With a keen mind and a good heart, Samuel Willard studied the phenomena and determined its foolishness. At the risk both of his reputation and his life, he placed himself between accused and accuser. Employing his pastoral and learned voice, and his erudite pen, he urged New Englanders to regain their reason.
He chastised the judges. He and other clergy were eventually successful in forcing the Governor to dismantle the special court of Oyer and Terminer, the court established to hear “spectral evidence”.

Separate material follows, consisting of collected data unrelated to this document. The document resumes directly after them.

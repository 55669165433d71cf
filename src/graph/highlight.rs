//! Fade/restore of node and edge colors.

use std::collections::HashSet;

use log::debug;

use super::classify::neighbors;
use super::index::GraphIndex;
use super::model::Graph;
use super::types::NodeId;
use crate::config::GroupFilterExpansion;

/// Whether the graph currently shows its original colors.
#[derive(Clone, Copy, Debug, Default, PartialEq, Eq)]
pub enum HighlightState {
	/// Every node and edge has its original color.
	#[default]
	Cleared,
	/// Some recoloring is in effect.
	Highlighted,
}

/// How nodes are colored outside of a highlight.
#[derive(Clone, Copy, Debug, Default, PartialEq, Eq)]
pub enum ColorMode {
	/// Group colors captured at load.
	#[default]
	Group,
	/// Activity temperature, with every edge faded.
	ActivityIndex,
}

impl ColorMode {
	/// Parse the value of the color select.
	pub fn from_key(key: &str) -> Self {
		match key {
			"activity_index" => Self::ActivityIndex,
			_ => Self::Group,
		}
	}

	/// Value used by the color select.
	pub fn key(self) -> &'static str {
		match self {
			Self::Group => "group",
			Self::ActivityIndex => "activity_index",
		}
	}
}

/// Applies and reverts highlight colors on a [`Graph`].
#[derive(Clone, Debug)]
pub struct Highlighter {
	state: HighlightState,
	fade_color: String,
}

impl Highlighter {
	/// A highlighter in the cleared state.
	pub fn new(fade_color: impl Into<String>) -> Self {
		Self {
			state: HighlightState::Cleared,
			fade_color: fade_color.into(),
		}
	}

	/// Current state.
	pub fn state(&self) -> HighlightState {
		self.state
	}

	/// Color given to faded elements.
	pub fn fade_color(&self) -> &str {
		&self.fade_color
	}

	/// Keep `keep` in original colors and fade everything else.
	///
	/// An edge keeps its color only when both endpoints are kept.
	pub fn apply_highlight(&mut self, graph: &mut Graph, keep: &HashSet<NodeId>) {
		for node in &mut graph.nodes {
			node.color = if keep.contains(&node.id) {
				node.original_color().to_owned()
			} else {
				self.fade_color.clone()
			};
		}
		for edge in &mut graph.edges {
			edge.color = if keep.contains(&edge.source) && keep.contains(&edge.target) {
				edge.original_color().to_owned()
			} else {
				self.fade_color.clone()
			};
		}
		self.state = HighlightState::Highlighted;
		debug!("highlight applied, {} nodes kept", keep.len());
	}

	/// Restore original colors unless they are already shown.
	///
	/// Returns whether anything was rewritten.
	pub fn clear_highlight(&mut self, graph: &mut Graph) -> bool {
		if self.state == HighlightState::Cleared {
			return false;
		}
		self.restore(graph);
		true
	}

	/// Restore original colors unconditionally.
	pub fn restore(&mut self, graph: &mut Graph) {
		for node in &mut graph.nodes {
			node.color = node.original_color().to_owned();
		}
		for edge in &mut graph.edges {
			edge.color = edge.original_color().to_owned();
		}
		self.state = HighlightState::Cleared;
		debug!("highlight cleared");
	}

	/// Switch node coloring.
	pub fn apply_color_mode(&mut self, graph: &mut Graph, mode: ColorMode) {
		match mode {
			ColorMode::Group => self.restore(graph),
			ColorMode::ActivityIndex => {
				for node in &mut graph.nodes {
					node.color = node.activity_color().to_owned();
				}
				for edge in &mut graph.edges {
					edge.color = self.fade_color.clone();
				}
				self.state = HighlightState::Highlighted;
			}
		}
	}
}

/// Whether `group` is `selection` or one of its `-` subgroups.
pub fn group_matches(group: &str, selection: &str) -> bool {
	group == selection
		|| group
			.strip_prefix(selection)
			.is_some_and(|rest| rest.starts_with('-'))
}

/// Nodes kept by a group filter.
pub fn group_keep_set<I: GraphIndex + ?Sized>(
	graph: &Graph,
	index: &I,
	selection: &str,
	expansion: GroupFilterExpansion,
) -> HashSet<NodeId> {
	let mut keep = HashSet::new();
	for node in graph.nodes() {
		if !group_matches(&node.group, selection) {
			continue;
		}
		keep.insert(node.id.clone());
		if expansion == GroupFilterExpansion::WithNeighbors {
			keep.extend(neighbors(index, node.id.as_str()));
		}
	}
	keep
}

#[cfg(test)]
mod tests {
	use super::*;
	use crate::config::ViewerSettings;
	use crate::graph::index::AdjacencyIndex;
	use serde_json::json;

	const FADE: &str = "fade";

	fn graph() -> Graph {
		let data = serde_json::from_value(json!({
			"nodes": [
				{"id": "A", "color": "1,0,0", "group": "news"},
				{"id": "B", "color": "0,1,0", "group": "news-local"},
				{"id": "C", "color": "0,0,1", "group": "newsroom", "temp": "hot"}
			],
			"edges": [
				{"source": "A", "target": "B", "color": "1,1,1"},
				{"source": "A", "target": "C", "color": "2,2,2"},
				{"source": "C", "target": "B", "color": "3,3,3"}
			]
		}))
		.unwrap();
		Graph::from_data(data, &ViewerSettings::default())
	}

	fn keep(ids: &[&str]) -> HashSet<NodeId> {
		ids.iter().map(|&id| NodeId::from(id)).collect()
	}

	#[test]
	fn edges_need_both_endpoints() {
		let mut g = graph();
		let mut h = Highlighter::new(FADE);
		h.apply_highlight(&mut g, &keep(&["A", "B"]));
		assert_eq!(h.state(), HighlightState::Highlighted);
		assert_eq!(g.node("A").unwrap().color, "rgb(1,0,0)");
		assert_eq!(g.node("C").unwrap().color, FADE);
		assert_eq!(g.edges()[0].color, "rgba(1,1,1,0.25)");
		assert_eq!(g.edges()[1].color, FADE);
		assert_eq!(g.edges()[2].color, FADE);
	}

	#[test]
	fn clear_is_guarded() {
		let mut g = graph();
		let mut h = Highlighter::new(FADE);
		assert!(!h.clear_highlight(&mut g));
		h.apply_highlight(&mut g, &keep(&[]));
		assert!(h.clear_highlight(&mut g));
		assert!(!h.clear_highlight(&mut g));
		assert!(g.nodes().iter().all(|n| n.color == n.original_color()));
		assert!(g.edges().iter().all(|e| e.color == e.original_color()));
	}

	#[test]
	fn activity_mode_fades_edges() {
		let mut g = graph();
		let mut h = Highlighter::new(FADE);
		h.apply_color_mode(&mut g, ColorMode::ActivityIndex);
		assert_eq!(g.node("C").unwrap().color, "hot");
		assert_eq!(g.node("A").unwrap().color, "rgb(1,0,0)");
		assert!(g.edges().iter().all(|e| e.color == FADE));
		assert!(h.clear_highlight(&mut g));
		assert_eq!(g.node("C").unwrap().color, "rgb(0,0,1)");
	}

	#[test]
	fn group_matching_respects_hierarchy() {
		assert!(group_matches("news", "news"));
		assert!(group_matches("news-local", "news"));
		assert!(!group_matches("newsroom", "news"));
		assert!(!group_matches("new", "news"));
	}

	#[test]
	fn group_keep_set_expansion() {
		let g = graph();
		let index = AdjacencyIndex::build(&g);
		let only = group_keep_set(&g, &index, "news-local", GroupFilterExpansion::GroupOnly);
		assert_eq!(only, keep(&["B"]));
		let wide = group_keep_set(&g, &index, "news-local", GroupFilterExpansion::WithNeighbors);
		assert_eq!(wide, keep(&["A", "B", "C"]));
	}

	#[test]
	fn color_mode_keys() {
		assert_eq!(ColorMode::from_key("activity_index"), ColorMode::ActivityIndex);
		assert_eq!(ColorMode::from_key("anything"), ColorMode::Group);
		assert_eq!(ColorMode::ActivityIndex.key(), "activity_index");
	}
}
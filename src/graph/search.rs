//! Label search.

use regex::RegexBuilder;

use super::model::Graph;
use super::types::NodeId;
use crate::error::Result;

/// Queries shorter than this are not run.
pub const MIN_QUERY_CHARS: usize = 3;

/// What a search produced.
#[derive(Clone, Debug, PartialEq, Eq)]
pub enum SearchOutcome {
	/// The query has fewer than [`MIN_QUERY_CHARS`] characters.
	TooShort,
	/// Matching nodes sorted by label, possibly none.
	Matches(Vec<NodeId>),
}

/// Match `query` as a case-insensitive regular expression against every label.
pub fn search_labels(graph: &Graph, query: &str) -> Result<SearchOutcome> {
	if query.chars().count() < MIN_QUERY_CHARS {
		return Ok(SearchOutcome::TooShort);
	}
	let pattern = RegexBuilder::new(query).case_insensitive(true).build()?;
	let hits = graph
		.nodes()
		.iter()
		.filter(|node| pattern.is_match(&node.label))
		.map(|node| node.id.clone());
	Ok(SearchOutcome::Matches(graph.sort_by_label(hits)))
}

#[cfg(test)]
mod tests {
	use super::*;
	use crate::config::ViewerSettings;
	use crate::error::ViewerError;
	use serde_json::json;

	fn graph() -> Graph {
		let data = serde_json::from_value(json!({
			"nodes": [
				{"id": "1", "label": "Radio Verde"},
				{"id": "2", "label": "verde notizie"},
				{"id": "3", "label": "Blu"},
				{"id": "4", "label": "Arcobaleno VERDE"}
			]
		}))
		.unwrap();
		Graph::from_data(data, &ViewerSettings::default())
	}

	#[test]
	fn short_queries_are_refused() {
		assert_eq!(search_labels(&graph(), "ve").unwrap(), SearchOutcome::TooShort);
		assert_eq!(search_labels(&graph(), "").unwrap(), SearchOutcome::TooShort);
	}

	#[test]
	fn matches_ignore_case_and_sort_by_label() {
		let SearchOutcome::Matches(ids) = search_labels(&graph(), "verde").unwrap() else {
			panic!("expected matches");
		};
		let ids: Vec<&str> = ids.iter().map(NodeId::as_str).collect();
		assert_eq!(ids, ["4", "1", "2"]);
	}

	#[test]
	fn no_match_is_empty() {
		assert_eq!(
			search_labels(&graph(), "rosso").unwrap(),
			SearchOutcome::Matches(Vec::new())
		);
	}

	#[test]
	fn patterns_are_regular_expressions() {
		let SearchOutcome::Matches(ids) = search_labels(&graph(), "^bl.$").unwrap() else {
			panic!("expected matches");
		};
		assert_eq!(ids, [NodeId::from("3")]);
		assert!(matches!(
			search_labels(&graph(), "(unclosed"),
			Err(ViewerError::Search(_))
		));
	}
}
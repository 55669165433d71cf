//! Browser viewer for a network of channels: loads the published graph,
//! draws it on a canvas and lets the reader explore each channel's neighborhood.

use leptos::prelude::*;
use leptos_meta::*;
use leptos_router::components::*;
use leptos_router::path;
use log::{Level, info};

// Modules
pub mod config;
pub mod data;
pub mod error;
pub mod graph;

mod components;
mod pages;

// Top-Level pages
use crate::pages::home::Home;
use crate::pages::not_found::NotFound;

/// Initialize logging and panic hooks for the WASM target.
pub fn init_logging() {
	let _ = console_log::init_with_level(Level::Debug);
	console_error_panic_hook::set_once();
	info!("Logging initialized");
}

/// The viewer app: the map on `/`, a 404 page elsewhere.
#[component]
pub fn App() -> impl IntoView {
	provide_meta_context();

	view! {
		<Html attr:lang="en" attr:dir="ltr" attr:data-theme="dark" />

		<Title text="Channel map" />

		<Meta charset="UTF-8" />
		<Meta name="viewport" content="width=device-width, initial-scale=1.0" />

		<Router>
			<Routes fallback=|| view! { <NotFound /> }>
				<Route path=path!("/") view=Home />
			</Routes>
		</Router>
	}
}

Thirty-two so-called witches were executed in New England in 1692. Thirty-two. Had it not been for a handful of courageous clergy like our Samuel Willard, many more would certainly have perished. After all, at the same time across Europe, tens of thousands were executed.
Concurrent with his obligations as the Minister to this church, Willard served for six years (until his death) as the acting president of Harvard. Why acting? Harvard required of its President that he lived on their side of the Charles. Willard, pastoring on this side of the Charles and well-ensconced in our parsonage, had no intention of moving. Harvard liked him so well, however, that they kept him, but were prevented by statute from naming him president. Yet for six full years he served as with distinction as Harvard’s president in everything but title.
In his sixty-seventh year, Mr. Willard took grievously ill. On September 12, 1707 Samuel Sewell writes, that he “saw my dear pastor expire” and reports “There was a doleful cry in the house.” On September 17th the funeral procession wound through town. Fellows and students of Harvard led. The Governor and his lady were there, as were a great many townspeople and parishioners. Mr. Sewell was laid in tomb No. 160 in the Granary Burying-ground.
Our first two pastors set a remarkable tone for this congregation. In a season of desperation, Rev. Thacher delivered urgently needed medical information without charge. Rev. Willard served as an ad hoc public defender of those accused of witchcraft. From the very first, our ministries were never insular, always expansive; never merely private, but also public ... equal parts mercy and justice, intellect and heart, courage and conviction ... a favorable combination of tender pastoral affection twined with disciplined intellect and a sure moral compass.
On this Father’s Day, I give God thanks for our first fathers: for Thomas and Samuel.